Materials provided:
____

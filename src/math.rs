use serde::{Deserialize, Serialize};
use std::ops::Mul;

/// Column-major 4x4 matrix, laid out the way devices report poses.
#[derive(Debug, Clone, Copy, PartialEq, Serialize, Deserialize)]
pub struct Matrix4 {
    elements: [f32; 16],
}

impl Matrix4 {
    pub const fn identity() -> Self {
        Self {
            elements: [
                1.0, 0.0, 0.0, 0.0, //
                0.0, 1.0, 0.0, 0.0, //
                0.0, 0.0, 1.0, 0.0, //
                0.0, 0.0, 0.0, 1.0,
            ],
        }
    }

    pub const fn from_array(elements: [f32; 16]) -> Self {
        Self { elements }
    }

    /// Reads the first 16 values of `values`. Returns `None` if there are fewer.
    pub fn from_slice(values: &[f32]) -> Option<Self> {
        let elements: [f32; 16] = values.get(..16)?.try_into().ok()?;
        Some(Self { elements })
    }

    pub const fn to_array(&self) -> [f32; 16] {
        self.elements
    }

    pub fn element(&self, row: usize, column: usize) -> f32 {
        self.elements[column * 4 + row]
    }

    pub fn translation(x: f32, y: f32, z: f32) -> Self {
        let mut matrix = Self::identity();
        matrix.elements[12] = x;
        matrix.elements[13] = y;
        matrix.elements[14] = z;
        matrix
    }

    pub fn rotation_y(radians: f32) -> Self {
        let (sin, cos) = radians.sin_cos();
        Self::from_array([
            cos, 0.0, -sin, 0.0, //
            0.0, 1.0, 0.0, 0.0, //
            sin, 0.0, cos, 0.0, //
            0.0, 0.0, 0.0, 1.0,
        ])
    }

    /// Builds a transform from a position, a unit quaternion `[x, y, z, w]` and a scale.
    pub fn compose(position: [f32; 3], rotation: [f32; 4], scale: [f32; 3]) -> Self {
        let [x, y, z, w] = rotation;
        let (x2, y2, z2) = (x + x, y + y, z + z);
        let (xx, xy, xz) = (x * x2, x * y2, x * z2);
        let (yy, yz, zz) = (y * y2, y * z2, z * z2);
        let (wx, wy, wz) = (w * x2, w * y2, w * z2);
        let [sx, sy, sz] = scale;

        Self::from_array([
            (1.0 - (yy + zz)) * sx,
            (xy + wz) * sx,
            (xz - wy) * sx,
            0.0,
            (xy - wz) * sy,
            (1.0 - (xx + zz)) * sy,
            (yz + wx) * sy,
            0.0,
            (xz + wy) * sz,
            (yz - wx) * sz,
            (1.0 - (xx + yy)) * sz,
            0.0,
            position[0],
            position[1],
            position[2],
            1.0,
        ])
    }

    /// Right-handed perspective projection with a vertical field of view in radians.
    pub fn perspective(fov_y: f32, aspect: f32, near: f32, far: f32) -> Self {
        let f = 1.0 / (fov_y * 0.5).tan();
        let range = 1.0 / (near - far);
        Self::from_array([
            f / aspect,
            0.0,
            0.0,
            0.0,
            0.0,
            f,
            0.0,
            0.0,
            0.0,
            0.0,
            (far + near) * range,
            -1.0,
            0.0,
            0.0,
            2.0 * far * near * range,
            0.0,
        ])
    }

    pub fn multiply(&self, other: &Matrix4) -> Matrix4 {
        let a = &self.elements;
        let b = &other.elements;
        let mut out = [0.0f32; 16];
        for column in 0..4 {
            for row in 0..4 {
                out[column * 4 + row] = (0..4).map(|k| a[k * 4 + row] * b[column * 4 + k]).sum();
            }
        }
        Matrix4::from_array(out)
    }

    /// General inverse. Returns `None` when the determinant is zero.
    pub fn inverse(&self) -> Option<Matrix4> {
        let m = &self.elements;
        let mut inv = [0.0f32; 16];

        inv[0] = m[5] * m[10] * m[15] - m[5] * m[11] * m[14] - m[9] * m[6] * m[15]
            + m[9] * m[7] * m[14]
            + m[13] * m[6] * m[11]
            - m[13] * m[7] * m[10];
        inv[4] = -m[4] * m[10] * m[15] + m[4] * m[11] * m[14] + m[8] * m[6] * m[15]
            - m[8] * m[7] * m[14]
            - m[12] * m[6] * m[11]
            + m[12] * m[7] * m[10];
        inv[8] = m[4] * m[9] * m[15] - m[4] * m[11] * m[13] - m[8] * m[5] * m[15]
            + m[8] * m[7] * m[13]
            + m[12] * m[5] * m[11]
            - m[12] * m[7] * m[9];
        inv[12] = -m[4] * m[9] * m[14] + m[4] * m[10] * m[13] + m[8] * m[5] * m[14]
            - m[8] * m[6] * m[13]
            - m[12] * m[5] * m[10]
            + m[12] * m[6] * m[9];
        inv[1] = -m[1] * m[10] * m[15] + m[1] * m[11] * m[14] + m[9] * m[2] * m[15]
            - m[9] * m[3] * m[14]
            - m[13] * m[2] * m[11]
            + m[13] * m[3] * m[10];
        inv[5] = m[0] * m[10] * m[15] - m[0] * m[11] * m[14] - m[8] * m[2] * m[15]
            + m[8] * m[3] * m[14]
            + m[12] * m[2] * m[11]
            - m[12] * m[3] * m[10];
        inv[9] = -m[0] * m[9] * m[15] + m[0] * m[11] * m[13] + m[8] * m[1] * m[15]
            - m[8] * m[3] * m[13]
            - m[12] * m[1] * m[11]
            + m[12] * m[3] * m[9];
        inv[13] = m[0] * m[9] * m[14] - m[0] * m[10] * m[13] - m[8] * m[1] * m[14]
            + m[8] * m[2] * m[13]
            + m[12] * m[1] * m[10]
            - m[12] * m[2] * m[9];
        inv[2] = m[1] * m[6] * m[15] - m[1] * m[7] * m[14] - m[5] * m[2] * m[15]
            + m[5] * m[3] * m[14]
            + m[13] * m[2] * m[7]
            - m[13] * m[3] * m[6];
        inv[6] = -m[0] * m[6] * m[15] + m[0] * m[7] * m[14] + m[4] * m[2] * m[15]
            - m[4] * m[3] * m[14]
            - m[12] * m[2] * m[7]
            + m[12] * m[3] * m[6];
        inv[10] = m[0] * m[5] * m[15] - m[0] * m[7] * m[13] - m[4] * m[1] * m[15]
            + m[4] * m[3] * m[13]
            + m[12] * m[1] * m[7]
            - m[12] * m[3] * m[5];
        inv[14] = -m[0] * m[5] * m[14] + m[0] * m[6] * m[13] + m[4] * m[1] * m[14]
            - m[4] * m[2] * m[13]
            - m[12] * m[1] * m[6]
            + m[12] * m[2] * m[5];
        inv[3] = -m[1] * m[6] * m[11] + m[1] * m[7] * m[10] + m[5] * m[2] * m[11]
            - m[5] * m[3] * m[10]
            - m[9] * m[2] * m[7]
            + m[9] * m[3] * m[6];
        inv[7] = m[0] * m[6] * m[11] - m[0] * m[7] * m[10] - m[4] * m[2] * m[11]
            + m[4] * m[3] * m[10]
            + m[8] * m[2] * m[7]
            - m[8] * m[3] * m[6];
        inv[11] = -m[0] * m[5] * m[11] + m[0] * m[7] * m[9] + m[4] * m[1] * m[11]
            - m[4] * m[3] * m[9]
            - m[8] * m[1] * m[7]
            + m[8] * m[3] * m[5];
        inv[15] = m[0] * m[5] * m[10] - m[0] * m[6] * m[9] - m[4] * m[1] * m[10]
            + m[4] * m[2] * m[9]
            + m[8] * m[1] * m[6]
            - m[8] * m[2] * m[5];

        let determinant = m[0] * inv[0] + m[1] * inv[4] + m[2] * inv[8] + m[3] * inv[12];
        if determinant == 0.0 || !determinant.is_finite() {
            return None;
        }

        let scale = 1.0 / determinant;
        for value in inv.iter_mut() {
            *value *= scale;
        }
        Some(Matrix4::from_array(inv))
    }

    pub fn position(&self) -> [f32; 3] {
        [self.elements[12], self.elements[13], self.elements[14]]
    }

    pub fn transform_point(&self, point: [f32; 3]) -> [f32; 3] {
        let e = &self.elements;
        let [x, y, z] = point;
        let w = e[3] * x + e[7] * y + e[11] * z + e[15];
        let w = if w == 0.0 { 1.0 } else { w };
        [
            (e[0] * x + e[4] * y + e[8] * z + e[12]) / w,
            (e[1] * x + e[5] * y + e[9] * z + e[13]) / w,
            (e[2] * x + e[6] * y + e[10] * z + e[14]) / w,
        ]
    }

    pub fn approx_eq(&self, other: &Matrix4, epsilon: f32) -> bool {
        self.elements
            .iter()
            .zip(other.elements.iter())
            .all(|(a, b)| (a - b).abs() <= epsilon)
    }
}

impl Default for Matrix4 {
    fn default() -> Self {
        Self::identity()
    }
}

impl Mul for Matrix4 {
    type Output = Matrix4;

    fn mul(self, rhs: Matrix4) -> Matrix4 {
        self.multiply(&rhs)
    }
}

impl Mul<&Matrix4> for &Matrix4 {
    type Output = Matrix4;

    fn mul(self, rhs: &Matrix4) -> Matrix4 {
        self.multiply(rhs)
    }
}

#[cfg(test)]
mod tests {
    use super::*;
    use proptest::prelude::*;

    const EPSILON: f32 = 1e-4;

    #[test]
    fn from_slice_requires_sixteen_values() {
        assert!(Matrix4::from_slice(&[0.0; 15]).is_none());
        let matrix = Matrix4::from_slice(&[1.0; 20]).expect("enough values");
        assert_eq!(matrix.to_array(), [1.0; 16]);
    }

    #[test]
    fn translation_is_stored_in_last_column() {
        let matrix = Matrix4::translation(1.0, 2.0, 3.0);
        assert_eq!(matrix.position(), [1.0, 2.0, 3.0]);
        assert_eq!(matrix.element(0, 3), 1.0);
        assert_eq!(matrix.transform_point([1.0, 1.0, 1.0]), [2.0, 3.0, 4.0]);
    }

    #[test]
    fn multiply_applies_right_operand_first() {
        let translate = Matrix4::translation(0.0, 0.0, -2.0);
        let rotate = Matrix4::rotation_y(std::f32::consts::FRAC_PI_2);
        let point = (rotate * translate).transform_point([0.0, 0.0, 0.0]);
        assert!((point[0] + 2.0).abs() < EPSILON, "got {point:?}");
        assert!(point[2].abs() < EPSILON, "got {point:?}");
    }

    #[test]
    fn compose_with_identity_rotation_is_translation_and_scale() {
        let matrix = Matrix4::compose([1.0, 2.0, 3.0], [0.0, 0.0, 0.0, 1.0], [2.0, 2.0, 2.0]);
        assert_eq!(matrix.transform_point([1.0, 0.0, 0.0]), [3.0, 2.0, 3.0]);
    }

    #[test]
    fn singular_matrix_has_no_inverse() {
        let flat = Matrix4::compose([0.0; 3], [0.0, 0.0, 0.0, 1.0], [1.0, 0.0, 1.0]);
        assert!(flat.inverse().is_none());
    }

    #[test]
    fn perspective_maps_near_plane_to_minus_one() {
        let projection = Matrix4::perspective(std::f32::consts::FRAC_PI_2, 1.0, 0.1, 1000.0);
        let projected = projection.transform_point([0.0, 0.0, -0.1]);
        assert!((projected[2] + 1.0).abs() < EPSILON, "got {projected:?}");
    }

    proptest! {
        #[test]
        fn rigid_transforms_invert_to_identity(
            x in -50.0f32..50.0,
            y in -50.0f32..50.0,
            z in -50.0f32..50.0,
            yaw in -3.1f32..3.1,
        ) {
            let matrix = Matrix4::translation(x, y, z) * Matrix4::rotation_y(yaw);
            let inverse = matrix.inverse().expect("rigid transforms are invertible");
            prop_assert!((matrix * inverse).approx_eq(&Matrix4::identity(), EPSILON));
        }
    }
}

____

Work to be completed: Among the entries above, how many lines contain the string "projected"? Only the number should be given.

Answer to the problem: 2